ATM Mandiri (IDN Times/Uni Lubis)
Sementara itu, Senior Vice President Lembaga Pengembangan Perbankan Indonesia (LPPI) Trioksa Siahaan mengatakan, persoalan pemblokiran rekening perlu dilihat secara kasus per kasus. Menurutnya, respons terhadap persoalan tersebut juga perlu mempertimbangkan dampaknya terhadap stabilitas sistem keuangan.
"Menurut saya, ajakan rush ke bank agak berlebihan. Perlu melihat case by case," ujar Trioksa kepada IDN Times, Senin (24/8/2026).
Ia menilai, kekecewaan masyarakat terhadap persoalan tersebut dapat dipahami, terutama karena menyangkut kepercayaan terhadap perbankan. Namun, ajakan untuk menarik dana secara massal berpotensi mendorong sebagian masyarakat melakukan penarikan dana tanpa mempertimbangkan kepentingan yang lebih besar. Terlebih, Bank Mandiri sudah menyampaikan permohonan maaf dan memberikan penjelasan terkait persoalan tersebut.
"Kecewa, isu trust dan ajakan bisa saja membuat ada masyarakat terdorong untuk menarik uang. Namun, kita perlu melihat kepentingan yang lebih besar untuk menjaga stabilitas ekonomi dan keuangan," jelasnya.
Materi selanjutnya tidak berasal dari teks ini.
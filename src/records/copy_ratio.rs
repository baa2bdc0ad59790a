//! Per-interval log2 copy ratios.

use super::{columns, decode_interval, encode_interval};
use crate::collection::{RecordCodec, TsvCollection};
use crate::formats::primitives::{
    DataLine, GenomicInterval, Locatable, Result, RowBuilder, TableColumns,
};

/// Log2 copy ratio of one interval.
#[derive(Debug, Clone, PartialEq)]
pub struct CopyRatio {
    /// Covered interval
    pub interval: GenomicInterval,
    /// Log2 of the denoised copy ratio
    pub log2_copy_ratio: f64,
}

impl CopyRatio {
    /// Create a new copy ratio
    pub fn new(interval: GenomicInterval, log2_copy_ratio: f64) -> Self {
        Self {
            interval,
            log2_copy_ratio,
        }
    }
}

impl Locatable for CopyRatio {
    fn contig(&self) -> &str {
        &self.interval.contig
    }

    fn start(&self) -> u64 {
        self.interval.start
    }

    fn end(&self) -> u64 {
        self.interval.end
    }
}

/// Codec for `CONTIG, START, END, LOG2_COPY_RATIO` tables.
#[derive(Debug, Clone)]
pub struct CopyRatioCodec {
    columns: TableColumns,
}

impl Default for CopyRatioCodec {
    fn default() -> Self {
        Self {
            columns: TableColumns::new([
                columns::CONTIG,
                columns::START,
                columns::END,
                columns::LOG2_COPY_RATIO,
            ]),
        }
    }
}

impl RecordCodec for CopyRatioCodec {
    type Record = CopyRatio;

    fn columns(&self) -> &TableColumns {
        &self.columns
    }

    fn decode(&self, line: &DataLine<'_>) -> Result<CopyRatio> {
        Ok(CopyRatio {
            interval: decode_interval(line)?,
            log2_copy_ratio: line.parse(columns::LOG2_COPY_RATIO)?,
        })
    }

    fn encode(&self, record: &CopyRatio, row: &mut RowBuilder<'_>) {
        encode_interval(&record.interval, row);
        row.set(columns::LOG2_COPY_RATIO, record.log2_copy_ratio);
    }
}

/// A sample's copy ratios.
pub type CopyRatioCollection = TsvCollection<CopyRatioCodec>;

#[cfg(test)]
mod tests {
    use super::*;
    use crate::TsvOptions;

    #[test]
    fn test_load_copy_ratios() {
        let data = "#SAMPLE_NAME=normal\n\
                    CONTIG\tSTART\tEND\tLOG2_COPY_RATIO\n\
                    chr1\t1\t100\t-0.5\n\
                    chrX\t200\t300\t0\n";
        let codec = CopyRatioCodec::default();
        let collection =
            CopyRatioCollection::from_reader(data.as_bytes(), codec, &TsvOptions::default())
                .unwrap();

        assert_eq!(collection.sample_name(), "normal");
        assert_eq!(collection.records()[0].log2_copy_ratio, -0.5);
        assert_eq!(collection.records()[1].interval.contig, "chrX");
        assert_eq!(collection.records()[1].log2_copy_ratio, 0.0);
    }

    #[test]
    fn test_write_copy_ratios() {
        let collection = CopyRatioCollection::new(
            "normal",
            vec![CopyRatio::new(GenomicInterval::new("chr1", 1, 100).unwrap(), 0.125)],
            CopyRatioCodec::default(),
        )
        .unwrap();

        let mut out = Vec::new();
        collection.write_to(&mut out).unwrap();
        assert_eq!(
            String::from_utf8(out).unwrap(),
            "#SAMPLE_NAME=normal\nCONTIG\tSTART\tEND\tLOG2_COPY_RATIO\nchr1\t1\t100\t0.125\n"
        );
    }
}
Trioksa juga menilai, sejauh ini belum terlihat dampak signifikan terhadap kinerja Bank Mandiri akibat persoalan tersebut. Ia mengatakan, fundamental Bank Mandiri masih berada dalam kondisi yang baik. "Untuk sementara ini dampak pada kinerja Bank Mandiri belum terlihat signifikan. Fundamental juga masih baik," katanya.
Ke depan, Trioksa berharap persoalan serupa dapat diperbaiki agar tidak kembali menimbulkan keresahan di masyarakat. Ia juga menekankan pentingnya penerapan prosedur dan aturan yang berlaku dalam setiap pengambilan kebijakan perbankan.
Laba Bank Mandiri hingga semester I 2026, secara konsolidasi tumbuh 24,4 persen secara year on year (yoy) menjadi Rp30,4 triliun. Pertumbuhan tersebut salah satunya didorong pertumbuhan kredit sebesar 19,9% (yoy) menjadi Rp1.591,68 triliun. Di sisi bersamaan, total dana pihak ketiga (DPK) yang berhasil dihimpun Bank Mandiri tercatat Rp1.710,03 triliun pada Juni 2026 atau tumbuh 17,1 persen (yoy).